A Primeira Câmara Criminal do Tribunal de Justiça do Estado (TJES) analisou, em sessão nesta quarta-feira (30), recurso impetrado pela defesa do ex-prefeito de São José do Calçado, no noroeste do Estado, Alcemir Lopes Pimentel, condenado em setembro de 2013 a 24 anos de prisão, sem a possibilidade de recorrer em liberdade, pelo mando no assassinado do vereador Warley Lobo Teixeira. O crime ocorreu no município em 2010.
Além do ex-prefeito também foi condenado o acusado de ser intermediário do crime, Enéias Borges, com pena de 23 anos de prisão.
Os magistrados que compõem a Primeira Câmara decidiram por redimensionar a pena de Alcemar Lopes Pimentel para 19 anos e a pena de Enéias Borges para 18 anos. Os demais termos da sentença foram mantidos.
A relatora da matéria foi a desembargadora substituta Hermínia Maria Silveira Azoury, que aplicou o princípio da proporcionalidade e da razoabilidade para adequar a pena. A decisão dela foi acompanhada pelos demais desembargadores.
A defesa do ex-prefeito também pleiteava que ele recorresse em liberdade da sentença, mas os magistrados negaram o pedido. “Considerando que o réu permaneceu preso durante toda a instrução da primeira fase do procedimento, entendo que o réu não pode apelar em liberdade, primeiro porque a alegação de excesso de prazo já não mais subsiste, entendo para garantia da aplicação da lei penal, vez que quando Alcemar foi preso, estaria foragido e afastado do distrito da culpa”, disse a desembargadora substituta, no relatório.
Assassinato
Alcemar e Enéias foram condenados por homicídio duplamente qualificado por motivo torpe e utilização de recurso que impossibilitou a defesa da vítima.
O vereador foi assassinado por volta de 21h15 do dia 21 de fevereiro de 2010, após estacionar o carro na Praça Governador Bley, próximo à residência dele, em São José do Calçado.
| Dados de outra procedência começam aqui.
// ABOUTME: Capture and replay of users, roles, profiles, quotas, and grants
// ABOUTME: Replays principals before the grants that reference them

use anyhow::{anyhow, Context, Result};

use super::context::MigrationContext;
use super::exporter::{snapshot, write_kind_marker};
use super::layout::write_atomic;
use crate::checkpoint::{CheckpointEvent, FailureKind};
use crate::endpoint::{is_already_exists, AccessEntity, DatabaseEndpoint};
use crate::unit::QualifiedName;
use crate::utils::retry_with_backoff;

/// Render captured statements one per line
///
/// Access-control DDL is whitespace-insensitive, so embedded newlines are
/// folded into spaces to keep the file line-oriented.
fn render(statements: &[String]) -> String {
    let mut out = String::new();
    for statement in statements {
        let line = statement
            .split_whitespace()
            .collect::<Vec<_>>()
            .join(" ");
        let line = line.trim_end_matches(';');
        if line.is_empty() {
            continue;
        }
        out.push_str(line);
        out.push('\n');
    }
    out
}

fn parse(contents: &str) -> Vec<&str> {
    contents
        .lines()
        .map(str::trim)
        .filter(|line| !line.is_empty())
        .collect()
}

/// Capture every access-control entity from the source
///
/// Entity kinds with nothing to migrate produce no file.
pub async fn export_bundle(
    ctx: &MigrationContext,
    source: &dyn DatabaseEndpoint,
    name: &QualifiedName,
) -> Result<()> {
    let unit = snapshot(ctx, name)?;
    let mut total = 0;
    for entity in AccessEntity::REPLAY_ORDER {
        let statements = retry_with_backoff(
            || source.access_entities(entity),
            ctx.config.max_retries,
            ctx.config.retry_delay,
        )
        .await
        .with_context(|| format!("Failed to capture {} definitions", entity))
        .context(FailureKind::AccessControlFailure)?;

        let rendered = render(&statements);
        let path = ctx.layout.absolute(&ctx.layout.access_control_file(entity));
        if rendered.is_empty() {
            match tokio::fs::remove_file(&path).await {
                Ok(()) => {}
                Err(e) if e.kind() == std::io::ErrorKind::NotFound => {}
                Err(e) => {
                    return Err(e).with_context(|| format!("Failed to remove {}", path.display()))
                }
            }
            continue;
        }
        total += statements.len();
        write_atomic(&path, rendered.as_bytes()).await?;
        tracing::debug!("Captured {} {} statement(s)", statements.len(), entity);
    }

    write_kind_marker(ctx, &unit).await?;
    ctx.store
        .record_event(
            name,
            CheckpointEvent::SchemaExported,
            format!("{} statement(s)", total),
        )
        .await?;
    tracing::info!("✓ Captured {} access-control statement(s)", total);
    Ok(())
}

/// Replay captured access control on the destination
///
/// Statements for entities that already exist are treated as applied. Any
/// other failure is logged and replay continues; the unit fails at the end
/// when at least one statement could not be applied.
pub async fn import_bundle(
    ctx: &MigrationContext,
    destination: &dyn DatabaseEndpoint,
    name: &QualifiedName,
) -> Result<()> {
    let mut applied = 0;
    let mut failures = Vec::new();

    for entity in AccessEntity::REPLAY_ORDER {
        ctx.check_cancelled()?;
        let path = ctx.layout.absolute(&ctx.layout.access_control_file(entity));
        let contents = match tokio::fs::read_to_string(&path).await {
            Ok(contents) => contents,
            Err(e) if e.kind() == std::io::ErrorKind::NotFound => continue,
            Err(e) => {
                return Err(e)
                    .with_context(|| format!("Failed to read {}", path.display()))
                    .context(FailureKind::AccessControlFailure)
            }
        };

        for statement in parse(&contents) {
            match destination.execute(statement).await {
                Ok(()) => applied += 1,
                Err(e) if is_already_exists(&e) => {
                    tracing::debug!("{} already present on destination: {}", entity, statement);
                    applied += 1;
                }
                Err(e) => {
                    tracing::warn!("⚠ Failed to apply {} statement: {:#}", entity, e);
                    failures.push(format!("{}: {:#}", entity, e));
                }
            }
        }
    }

    if !failures.is_empty() {
        return Err(anyhow!(
            "{} access-control statement(s) failed, {} applied:\n  {}",
            failures.len(),
            applied,
            failures.join("\n  ")
        )
        .context(FailureKind::AccessControlFailure));
    }

    ctx.store
        .record_event(
            name,
            CheckpointEvent::Imported,
            format!("{} statement(s)", applied),
        )
        .await?;
    tracing::info!("✓ Replayed {} access-control statement(s)", applied);
    Ok(())
}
As investigações da Polícia Civil e do Ministério Público Estadual (MPES) apontaram que o crime havia sido encomendado, já que o vereador havia denunciado irregularidades cometidas pelo então prefeito ao MPES e ao Ministério Público Federal (MPF).
De acordo com a denúncia, Warley pretendia entregar um dossiê comprovando atos de improbidade praticados pelo ex-prefeito aos promotores de Justiça. Entre a contratação do executor pelo mandante e o assassinato, o MPES e a polícia apuraram que se passaram 15 dias.
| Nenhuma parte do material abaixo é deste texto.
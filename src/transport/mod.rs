// ABOUTME: Transport boundary moving exported files to the destination host
// ABOUTME: Defines the Transport trait plus verified, retried shipping of one file

pub mod local;
pub mod ssh;

use anyhow::{bail, Context, Result};
use async_trait::async_trait;
use std::path::Path;
use std::sync::Arc;
use std::time::Duration;

use crate::config::{TransportConfig, TransportKind};
use crate::utils;

pub use local::LocalTransport;
pub use ssh::SshTransport;

/// Suffix carried by files that are still being written
pub const PARTIAL_SUFFIX: &str = ".partial";

#[derive(Debug, Clone, PartialEq, Eq)]
pub struct CommandOutput {
    pub stdout: String,
    pub exit_code: i32,
}

/// File copy and remote command execution toward the destination host
///
/// Remote paths are relative to the transport's migration directory.
/// Implementations write to `<path>.partial` and rename once complete, so a
/// file under its final name is always whole.
#[async_trait]
pub trait Transport: Send + Sync {
    fn describe(&self) -> String;

    async fn ensure_remote_dir(&self, path: &Path) -> Result<()>;

    async fn send(&self, local_path: &Path, remote_path: &Path) -> Result<()>;

    /// Size of a remote file, `None` when it does not exist
    async fn remote_size(&self, remote_path: &Path) -> Result<Option<u64>>;

    async fn run_remote_command(&self, host: &str, cmd: &str) -> Result<CommandOutput>;
}

/// Build the configured transport
pub fn from_config(config: &TransportConfig) -> Result<Arc<dyn Transport>> {
    Ok(match config.kind {
        TransportKind::Local => Arc::new(LocalTransport::new(&config.path)),
        TransportKind::Ssh => {
            utils::check_required_tools(&["ssh"])?;
            Arc::new(SshTransport::new(config)?)
        }
    })
}

/// Send one file and confirm it arrived whole
///
/// The send is retried with exponential backoff; every attempt is verified
/// by a non-empty local file and a remote size check.
pub async fn ship(
    transport: &dyn Transport,
    local_path: &Path,
    remote_path: &Path,
    max_retries: u32,
    initial_delay: Duration,
) -> Result<u64> {
    let local_size = tokio::fs::metadata(local_path)
        .await
        .with_context(|| format!("Failed to stat {}", local_path.display()))?
        .len();
    if local_size == 0 {
        bail!("Refusing to ship empty file {}", local_path.display());
    }

    utils::retry_with_backoff(
        || async move {
            if let Some(parent) = remote_path.parent() {
                transport.ensure_remote_dir(parent).await?;
            }
            transport.send(local_path, remote_path).await?;
            match transport.remote_size(remote_path).await? {
                Some(size) if size == local_size => Ok(size),
                Some(size) => bail!(
                    "Remote copy of {} has {} bytes, expected {}",
                    remote_path.display(),
                    size,
                    local_size
                ),
                None => bail!(
                    "Remote copy of {} is missing after send",
                    remote_path.display()
                ),
            }
        },
        max_retries,
        initial_delay,
    )
    .await
    .with_context(|| {
        format!(
            "Failed to ship {} via {}",
            local_path.display(),
            transport.describe()
        )
    })
}

/// Path with the in-progress marker appended
pub fn partial_path(path: &Path) -> std::path::PathBuf {
    let mut name = path.as_os_str().to_os_string();
    name.push(PARTIAL_SUFFIX);
    name.into()
}
// ABOUTME: Import command implementation
// ABOUTME: Loads shipped definitions and batches into the destination in phase order

use anyhow::{bail, Context, Result};
use dialoguer::{theme::ColorfulTheme, Confirm};
use std::sync::Arc;

use super::export::print_summary;
use crate::migration::{register_discovered, MigrationContext, PhaseScheduler, RunMode, RunSummary};

/// Import every unit found in the run directory
///
/// Progress is tracked in the run directory's import log, so an interrupted
/// import resumes at the first batch that was not yet loaded.
pub async fn import(ctx: Arc<MigrationContext>, skip_confirmation: bool) -> Result<RunSummary> {
    let destination = ctx.destination()?;
    let discovered = register_discovered(&ctx).await?;
    if discovered.is_empty() {
        bail!(
            "No exported units found in {}. Run `export` first or check the run directory.",
            ctx.layout.root().display()
        );
    }

    let pending = discovered
        .iter()
        .filter(|u| !ctx.store.is_complete(&u.name))
        .count();
    println!();
    println!(
        "Found {} unit(s) in {}, {} still to import into {}",
        discovered.len(),
        ctx.layout.root().display(),
        pending,
        destination.label()
    );

    if pending > 0 && !skip_confirmation {
        let confirmed = Confirm::with_theme(&ColorfulTheme::default())
            .with_prompt("Create objects and load data on the destination?")
            .default(false)
            .interact()
            .context("Failed to get confirmation")?;
        if !confirmed {
            bail!("Import cancelled by user");
        }
    }

    let names: Vec<_> = discovered.into_iter().map(|u| u.name).collect();
    let summary = PhaseScheduler::new(Arc::clone(&ctx), RunMode::Import)
        .run(&names)
        .await?;
    print_summary("Import", &summary);
    Ok(summary)
}
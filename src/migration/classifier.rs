// ABOUTME: Catalog classification of the source instance into migration units
// ABOUTME: Enumerates databases and objects, assigns kinds, and collects size statistics

use anyhow::{Context, Result};

use crate::checkpoint::FailureKind;
use crate::config::MigrationConfig;
use crate::endpoint::{is_system_namespace, DatabaseEndpoint};
use crate::unit::{MigrationUnit, QualifiedName, UnitKind, UnitState};
use crate::utils::{retry_with_backoff, sanitize_identifier};

/// Enumerate and classify every migratable object on `endpoint`
///
/// Units come back sorted by phase, then by name. A namespace whose catalog
/// cannot be listed yields a `Failed` database unit and classification moves
/// on; the same goes for a table whose statistics cannot be read.
///
/// # Errors
///
/// Returns an error only when the list of namespaces itself is unavailable.
pub async fn classify(
    endpoint: &dyn DatabaseEndpoint,
    config: &MigrationConfig,
) -> Result<Vec<MigrationUnit>> {
    let filter = &config.filter;
    let namespaces = retry_with_backoff(
        || endpoint.list_namespaces(),
        config.max_retries,
        config.retry_delay,
    )
    .await
    .with_context(|| format!("Failed to list databases on {}", endpoint.label()))
    .context(FailureKind::CatalogFailure)?;

    let mut units = Vec::new();
    for namespace in namespaces {
        if is_system_namespace(&namespace) || !filter.should_migrate_database(&namespace) {
            tracing::debug!("Skipping database '{}'", sanitize_identifier(&namespace));
            continue;
        }

        let mut database = MigrationUnit::new(QualifiedName::database(&namespace), UnitKind::Database);
        match classify_namespace(endpoint, config, &namespace).await {
            Ok(objects) => {
                units.push(database);
                units.extend(objects);
            }
            Err(e) => {
                tracing::warn!(
                    "⚠ Could not list objects in '{}': {:#}",
                    sanitize_identifier(&namespace),
                    e
                );
                mark_failed(&mut database, &e);
                units.push(database);
            }
        }
    }

    if filter.includes_access_control() {
        units.push(MigrationUnit::new(
            QualifiedName::access_control(),
            UnitKind::AccessControlBundle,
        ));
    }

    units.sort_by(|a, b| (a.phase(), &a.name).cmp(&(b.phase(), &b.name)));
    Ok(units)
}

/// Enumerate and classify the objects of one namespace
///
/// The namespace's own database unit is not included. Objects whose
/// statistics cannot be read come back `Failed`.
///
/// # Errors
///
/// Returns a `CatalogFailure` when the namespace's catalog cannot be listed.
pub async fn classify_namespace(
    endpoint: &dyn DatabaseEndpoint,
    config: &MigrationConfig,
    namespace: &str,
) -> Result<Vec<MigrationUnit>> {
    let objects = retry_with_backoff(
        || endpoint.list_objects(namespace),
        config.max_retries,
        config.retry_delay,
    )
    .await
    .with_context(|| format!("Failed to list objects in '{}'", namespace))
    .context(FailureKind::CatalogFailure)?;

    let mut units = Vec::new();
    for object in objects {
        if !config.filter.should_migrate_object(namespace, &object.name) {
            continue;
        }
        let mut unit = MigrationUnit::new(QualifiedName::new(namespace, &object.name), object.kind);
        if object.kind == UnitKind::DataTable {
            match endpoint.table_stats(&unit.name).await {
                Ok(stats) => {
                    unit.row_count = Some(stats.rows);
                    unit.total_bytes = Some(stats.bytes);
                }
                Err(e) => {
                    tracing::warn!("⚠ Could not read statistics for '{}': {:#}", unit.name, e);
                    mark_failed(&mut unit, &e);
                }
            }
        }
        units.push(unit);
    }
    units.sort_by(|a, b| (a.phase(), &a.name).cmp(&(b.phase(), &b.name)));
    Ok(units)
}

fn mark_failed(unit: &mut MigrationUnit, err: &anyhow::Error) {
    unit.state = UnitState::Failed;
    unit.last_error = Some(format!("{:#}", err));
}

#[cfg(test)]
mod tests {
    use super::*;
    use crate::config::RowFormat;
    use crate::endpoint::{AccessEntity, CatalogObject, Rows, TableAggregate, TableStats};
    use crate::filters::MigrationFilter;
    use anyhow::bail;
    use async_trait::async_trait;
    use std::time::Duration;

    struct Catalog;

    #[async_trait]
    impl DatabaseEndpoint for Catalog {
        fn label(&self) -> &str {
            "source"
        }
        async fn ping(&self) -> Result<()> {
            Ok(())
        }
        async fn query(&self, _sql: &str) -> Result<Rows> {
            Ok(Vec::new())
        }
        async fn execute(&self, _sql: &str) -> Result<()> {
            Ok(())
        }
        async fn list_namespaces(&self) -> Result<Vec<String>> {
            Ok(vec![
                "system".to_string(),
                "sales".to_string(),
                "broken".to_string(),
            ])
        }
        async fn list_objects(&self, namespace: &str) -> Result<Vec<CatalogObject>> {
            match namespace {
                "sales" => Ok(vec![
                    CatalogObject {
                        name: "orders_mv".to_string(),
                        kind: UnitKind::MaterializedView,
                    },
                    CatalogObject {
                        name: "orders".to_string(),
                        kind: UnitKind::DataTable,
                    },
                    CatalogObject {
                        name: "flaky".to_string(),
                        kind: UnitKind::DataTable,
                    },
                ]),
                _ => bail!("Code: 81. Database {} does not exist", namespace),
            }
        }
        async fn describe_schema(&self, _object: &QualifiedName, _kind: UnitKind) -> Result<String> {
            Ok(String::new())
        }
        async fn table_stats(&self, table: &QualifiedName) -> Result<TableStats> {
            if table.name == "flaky" {
                bail!("Code: 159. Timeout exceeded");
            }
            Ok(TableStats { rows: 42, bytes: 4096 })
        }
        async fn export_rows(
            &self,
            _table: &QualifiedName,
            _format: RowFormat,
            _offset: u64,
            _limit: u64,
        ) -> Result<Vec<u8>> {
            Ok(Vec::new())
        }
        async fn import_rows(&self, _table: &QualifiedName, _format: RowFormat, _data: Vec<u8>) -> Result<u64> {
            Ok(0)
        }
        async fn table_aggregate(&self, _table: &QualifiedName, _with_checksum: bool) -> Result<TableAggregate> {
            Ok(TableAggregate { rows: 0, checksum: None })
        }
        async fn access_entities(&self, _entity: AccessEntity) -> Result<Vec<String>> {
            Ok(Vec::new())
        }
    }

    fn config() -> MigrationConfig {
        MigrationConfig {
            max_retries: 0,
            retry_delay: Duration::from_millis(1),
            ..MigrationConfig::default()
        }
    }

    #[tokio::test]
    async fn test_classify_orders_by_phase_and_isolates_failures() {
        let units = classify(&Catalog, &config()).await.unwrap();
        let names: Vec<String> = units.iter().map(|u| u.name.to_string()).collect();
        assert_eq!(
            names,
            vec![
                "broken",
                "sales",
                "sales.flaky",
                "sales.orders",
                "sales.orders_mv",
                "@access_control",
            ]
        );

        let broken = &units[0];
        assert_eq!(broken.state, UnitState::Failed);
        assert!(broken.last_error.as_deref().unwrap().contains("does not exist"));

        let flaky = &units[2];
        assert_eq!(flaky.state, UnitState::Failed);

        let orders = &units[3];
        assert_eq!(orders.state, UnitState::Pending);
        assert_eq!(orders.row_count, Some(42));
        assert_eq!(orders.total_bytes, Some(4096));
    }

    #[tokio::test]
    async fn test_classify_namespace_reports_catalog_failure() {
        let units = classify_namespace(&Catalog, &config(), "sales").await.unwrap();
        assert_eq!(units.len(), 3);
        assert!(units.iter().all(|u| u.kind != UnitKind::Database));

        let err = classify_namespace(&Catalog, &config(), "broken").await.unwrap_err();
        assert_eq!(FailureKind::of(&err), Some(FailureKind::CatalogFailure));
    }

    #[tokio::test]
    async fn test_classify_applies_filter() {
        let mut config = config();
        config.filter = MigrationFilter::new(
            None,
            Some(vec!["broken".to_string()]),
            None,
            Some(vec!["sales.flaky".to_string()]),
            false,
        )
        .unwrap();

        let units = classify(&Catalog, &config).await.unwrap();
        let names: Vec<String> = units.iter().map(|u| u.name.to_string()).collect();
        assert_eq!(names, vec!["sales", "sales.orders", "sales.orders_mv"]);
    }
}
Depois de ser preso em flagrante, Fernando Mauricio de Souza confessou que havia cobrado R$ 30 mil para assassinar o vereador. Após atirar em Warley, o executor fugiu em uma moto, que quebrou a poucos quilômetros de onde havia ocorrido o homicídio. O intermediário, que estaria acompanhando toda a ação, teria dado fuga a Fernando em um carro. O executor foi condenado a 19 anos de prisão em 2012.
Já o ex-prefeito foi preso no município de Bicas, em Minas Gerais, uma semana após ter fugido.